Achieving the Criteria Set Across the RTP Continuum
Premature RTP has been suggested as a possible risk factor for re-injury [41, 53,54,55]. Throughout the RTP continuum, surveyed practitioners highlighted encountering various challenges capable of influencing their decision-making (Table 4). When progressing through the RTP continuum following hamstring injury, team practitioners reported that there were occasions when the player did not meet all of criteria set (Fig. 2). However, these occasions were not common. Typically, teams met the criteria they set ≥ 90% of the time, yet, the variations demonstrate the reality of the practical setting where it is not possible to achieve this all of the time.

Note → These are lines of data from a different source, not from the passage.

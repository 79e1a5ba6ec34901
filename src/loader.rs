//! Filesystem document loader.
//!
//! Walks the configured docs root, keeps files matching the include globs
//! (minus excludes), and reads each as text. Files are decoded as UTF-8
//! with a single Latin-1 retry; loading is best-effort per file — an
//! unreadable file is reported and skipped, never aborting the batch.

use anyhow::Result;
use globset::{Glob, GlobSet, GlobSetBuilder};
use std::path::Path;
use walkdir::WalkDir;

use crate::config::DocsConfig;
use crate::models::{Document, Metadata};

pub fn load_documents(config: &DocsConfig) -> Result<Vec<Document>> {
    let root = &config.root;
    if !root.exists() {
        anyhow::bail!("Docs root does not exist: {}", root.display());
    }

    let include_set = build_globset(&config.include_globs)?;
    let exclude_set = build_globset(&config.exclude_globs)?;

    let mut documents = Vec::new();
    let mut skipped = 0usize;

    let walker = WalkDir::new(root).follow_links(config.follow_symlinks);
    for entry in walker {
        let entry = entry?;
        if !entry.file_type().is_file() {
            continue;
        }

        let path = entry.path();
        let relative = path.strip_prefix(root).unwrap_or(path);
        let rel_str = relative.to_string_lossy().to_string();

        if exclude_set.is_match(&rel_str) || !include_set.is_match(&rel_str) {
            continue;
        }

        match load_file(path, &rel_str) {
            Ok(doc) => documents.push(doc),
            Err(e) => {
                eprintln!("warning: skipping {}: {}", path.display(), e);
                skipped += 1;
            }
        }
    }

    if skipped > 0 {
        eprintln!("warning: skipped {skipped} unreadable file(s)");
    }

    // Deterministic corpus ordering regardless of walk order.
    documents.sort_by(|a, b| a.metadata["relative_path"].cmp(&b.metadata["relative_path"]));

    Ok(documents)
}

fn load_file(path: &Path, relative_path: &str) -> Result<Document> {
    let bytes = std::fs::read(path)?;
    let content = decode_text(&bytes);

    let mut metadata = Metadata::new();
    metadata.insert("source".to_string(), path.display().to_string());
    metadata.insert(
        "filename".to_string(),
        path.file_name()
            .map(|n| n.to_string_lossy().to_string())
            .unwrap_or_default(),
    );
    metadata.insert("relative_path".to_string(), relative_path.to_string());

    Ok(Document { content, metadata })
}

/// Decode file bytes as UTF-8, retrying once as Latin-1.
///
/// Latin-1 maps every byte to the code point of the same value, so the
/// fallback cannot fail; it exists for legacy doc exports with stray
/// high bytes.
fn decode_text(bytes: &[u8]) -> String {
    match std::str::from_utf8(bytes) {
        Ok(s) => s.to_string(),
        Err(_) => bytes.iter().map(|&b| b as char).collect(),
    }
}

fn build_globset(patterns: &[String]) -> Result<GlobSet> {
    let mut builder = GlobSetBuilder::new();
    for pattern in patterns {
        builder.add(Glob::new(pattern)?);
    }
    Ok(builder.build()?)
}

#[cfg(test)]
mod tests {
    use super::*;
    use std::fs;

    fn docs_config(root: &Path) -> DocsConfig {
        DocsConfig {
            root: root.to_path_buf(),
            include_globs: vec!["**/*.txt".to_string()],
            exclude_globs: vec![],
            follow_symlinks: false,
        }
    }

    #[test]
    fn loads_matching_files_sorted() {
        let tmp = tempfile::TempDir::new().unwrap();
        fs::create_dir_all(tmp.path().join("sub")).unwrap();
        fs::write(tmp.path().join("b.txt"), "second").unwrap();
        fs::write(tmp.path().join("sub/a.txt"), "first").unwrap();
        fs::write(tmp.path().join("ignored.md"), "not text docs").unwrap();

        let docs = load_documents(&docs_config(tmp.path())).unwrap();
        assert_eq!(docs.len(), 2);
        assert_eq!(docs[0].metadata["relative_path"], "b.txt");
        assert_eq!(docs[1].metadata["relative_path"], "sub/a.txt");
        assert_eq!(docs[0].content, "second");
    }

    #[test]
    fn excludes_take_precedence() {
        let tmp = tempfile::TempDir::new().unwrap();
        fs::write(tmp.path().join("keep.txt"), "keep").unwrap();
        fs::write(tmp.path().join("drop.txt"), "drop").unwrap();

        let mut cfg = docs_config(tmp.path());
        cfg.exclude_globs = vec!["drop.txt".to_string()];
        let docs = load_documents(&cfg).unwrap();
        assert_eq!(docs.len(), 1);
        assert_eq!(docs[0].metadata["filename"], "keep.txt");
    }

    #[test]
    fn latin1_bytes_decode_via_fallback() {
        let tmp = tempfile::TempDir::new().unwrap();
        // 0xE9 is 'é' in Latin-1 and invalid standalone UTF-8.
        fs::write(tmp.path().join("legacy.txt"), [b'c', b'a', b'f', 0xE9]).unwrap();

        let docs = load_documents(&docs_config(tmp.path())).unwrap();
        assert_eq!(docs.len(), 1);
        assert_eq!(docs[0].content, "café");
    }

    #[test]
    fn missing_root_is_an_error() {
        let tmp = tempfile::TempDir::new().unwrap();
        let cfg = docs_config(&tmp.path().join("nope"));
        assert!(load_documents(&cfg).is_err());
    }
}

Each injury case must be assessed individually, based on a risk assessment. Accordingly, the risk associated with accelerating a player’s RTP to ensure availability for a decisive fixture may be more readily accepted in the case of the key 1st team player as opposed to the promising youth team prospect—who might be afforded a longer RTP timeframe to reduce reinjury risk. While surveyed teams predominantly displayed a high degree of success in achieving criteria, this finding reflects only one muscle-group (hamstring). Therefore, we do not know if this is representative of rehabilitation across other muscle-groups or injury types.

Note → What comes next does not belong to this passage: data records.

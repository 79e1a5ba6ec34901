use anyhow::{Context, Result};
use serde::Deserialize;
use std::path::{Path, PathBuf};

#[derive(Debug, Deserialize, Clone)]
pub struct Config {
    pub docs: DocsConfig,
    #[serde(default)]
    pub chunking: ChunkingConfig,
    #[serde(default)]
    pub embedding: EmbeddingConfig,
    #[serde(default)]
    pub store: StoreConfig,
}

#[derive(Debug, Deserialize, Clone)]
pub struct DocsConfig {
    pub root: PathBuf,
    #[serde(default = "default_include_globs")]
    pub include_globs: Vec<String>,
    #[serde(default)]
    pub exclude_globs: Vec<String>,
    #[serde(default)]
    pub follow_symlinks: bool,
}

fn default_include_globs() -> Vec<String> {
    vec!["**/*.txt".to_string(), "**/*.rst".to_string()]
}

#[derive(Debug, Deserialize, Clone)]
pub struct ChunkingConfig {
    #[serde(default = "default_target_chunk_size")]
    pub target_chunk_size: usize,
    #[serde(default = "default_max_chunk_size")]
    pub max_chunk_size: usize,
    #[serde(default = "default_overlap_size")]
    pub overlap_size: usize,
}

impl Default for ChunkingConfig {
    fn default() -> Self {
        Self {
            target_chunk_size: default_target_chunk_size(),
            max_chunk_size: default_max_chunk_size(),
            overlap_size: default_overlap_size(),
        }
    }
}

fn default_target_chunk_size() -> usize {
    512
}
fn default_max_chunk_size() -> usize {
    1024
}
fn default_overlap_size() -> usize {
    128
}

#[derive(Debug, Deserialize, Clone)]
pub struct EmbeddingConfig {
    #[serde(default = "default_provider")]
    pub provider: String,
    #[serde(default)]
    pub model: Option<String>,
    #[serde(default)]
    pub dims: Option<usize>,
    #[serde(default)]
    pub url: Option<String>,
    #[serde(default = "default_batch_size")]
    pub batch_size: usize,
    #[serde(default = "default_max_retries")]
    pub max_retries: u32,
    #[serde(default = "default_timeout_secs")]
    pub timeout_secs: u64,
}

impl Default for EmbeddingConfig {
    fn default() -> Self {
        Self {
            provider: default_provider(),
            model: None,
            dims: None,
            url: None,
            batch_size: default_batch_size(),
            max_retries: default_max_retries(),
            timeout_secs: default_timeout_secs(),
        }
    }
}

fn default_provider() -> String {
    "local".to_string()
}
fn default_batch_size() -> usize {
    32
}
fn default_max_retries() -> u32 {
    5
}
fn default_timeout_secs() -> u64 {
    30
}

#[derive(Debug, Deserialize, Clone)]
pub struct StoreConfig {
    #[serde(default = "default_store_dir")]
    pub dir: PathBuf,
}

impl Default for StoreConfig {
    fn default() -> Self {
        Self {
            dir: default_store_dir(),
        }
    }
}

fn default_store_dir() -> PathBuf {
    PathBuf::from("data/vector_store")
}

pub fn load_config(path: &Path) -> Result<Config> {
    let content = std::fs::read_to_string(path)
        .with_context(|| format!("Failed to read config file: {}", path.display()))?;

    let config: Config = toml::from_str(&content).with_context(|| "Failed to parse config file")?;

    if config.chunking.target_chunk_size == 0 {
        anyhow::bail!("chunking.target_chunk_size must be > 0");
    }
    if config.chunking.max_chunk_size < config.chunking.target_chunk_size {
        anyhow::bail!("chunking.max_chunk_size must be >= chunking.target_chunk_size");
    }

    match config.embedding.provider.as_str() {
        "local" | "openai" | "ollama" => {}
        other => anyhow::bail!(
            "Unknown embedding provider: '{}'. Must be local, openai, or ollama.",
            other
        ),
    }
    if config.embedding.provider != "local"
        && (config.embedding.model.is_none() || config.embedding.dims.is_none())
    {
        anyhow::bail!(
            "embedding.model and embedding.dims must be set when provider is '{}'",
            config.embedding.provider
        );
    }

    Ok(config)
}

#[cfg(test)]
mod tests {
    use super::*;
    use std::io::Write;

    fn write_config(content: &str) -> (tempfile::TempDir, PathBuf) {
        let tmp = tempfile::TempDir::new().unwrap();
        let path = tmp.path().join("docdex.toml");
        let mut f = std::fs::File::create(&path).unwrap();
        f.write_all(content.as_bytes()).unwrap();
        (tmp, path)
    }

    #[test]
    fn minimal_config_gets_defaults() {
        let (_tmp, path) = write_config("[docs]\nroot = \"./docs\"\n");
        let config = load_config(&path).unwrap();
        assert_eq!(config.chunking.target_chunk_size, 512);
        assert_eq!(config.chunking.max_chunk_size, 1024);
        assert_eq!(config.chunking.overlap_size, 128);
        assert_eq!(config.embedding.provider, "local");
        assert_eq!(config.store.dir, PathBuf::from("data/vector_store"));
    }

    #[test]
    fn max_below_target_is_rejected() {
        let (_tmp, path) = write_config(
            "[docs]\nroot = \"./docs\"\n[chunking]\ntarget_chunk_size = 512\nmax_chunk_size = 256\n",
        );
        assert!(load_config(&path).is_err());
    }

    #[test]
    fn http_provider_requires_model_and_dims() {
        let (_tmp, path) =
            write_config("[docs]\nroot = \"./docs\"\n[embedding]\nprovider = \"ollama\"\n");
        assert!(load_config(&path).is_err());
    }

    #[test]
    fn unknown_provider_is_rejected() {
        let (_tmp, path) =
            write_config("[docs]\nroot = \"./docs\"\n[embedding]\nprovider = \"magic\"\n");
        assert!(load_config(&path).is_err());
    }
}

An inherent limitation of survey-based research is its lack of external validity owing to low response rates. One hundred and thirty-one (42%) of 310 invited teams completed the survey. Accordingly, caution should be exercised when interpreting or generalizing these results, as the extent to which they characterise the perceptions and practices of the non-responding teams is unclear. How these findings extend to other levels of competition (professional vs. amateur), genders, different age groups (senior-level vs. academy-level) and other muscle-groups or injury-types is also unknown and warrants consideration in future research. Representing current opinion (level 5 evidence), we acknowledge our findings may change with emerging evidence and paradigm shifts. Therefore, the perceptions and practices of practitioners should be re-evaluated in the future, based on new research recommendations. While sampled clubs appear to display a high degree of success in meeting their outlined criteria, a perceived limitation (although not a specific focus of our survey) could be that we did not ask practitioners to elaborate on instances where RTP was accelerated without achieving criteria. It is not known if, in these instances, re-injury occurrences predominantly occurred. We also acknowledge that survey responses correspond only to the perceptions and practices of science and medical practitioners responsible for the return-to-play programme. It is possible that responses could vary according to the position of the stakeholder surveyed while the perceptions of other key stakeholders’ groups involved in decision-making (e.g. managers, players) were not considered. We could not compare cultural differences as participating clubs from different confederations/leagues were not equally represented. Further investigation adopting techniques capable of facilitating a more comprehensive picture (e.g. qualitative focus groups, individual interviews etc) of how specific metrics and thresholds inform return-to-play decision-making is required.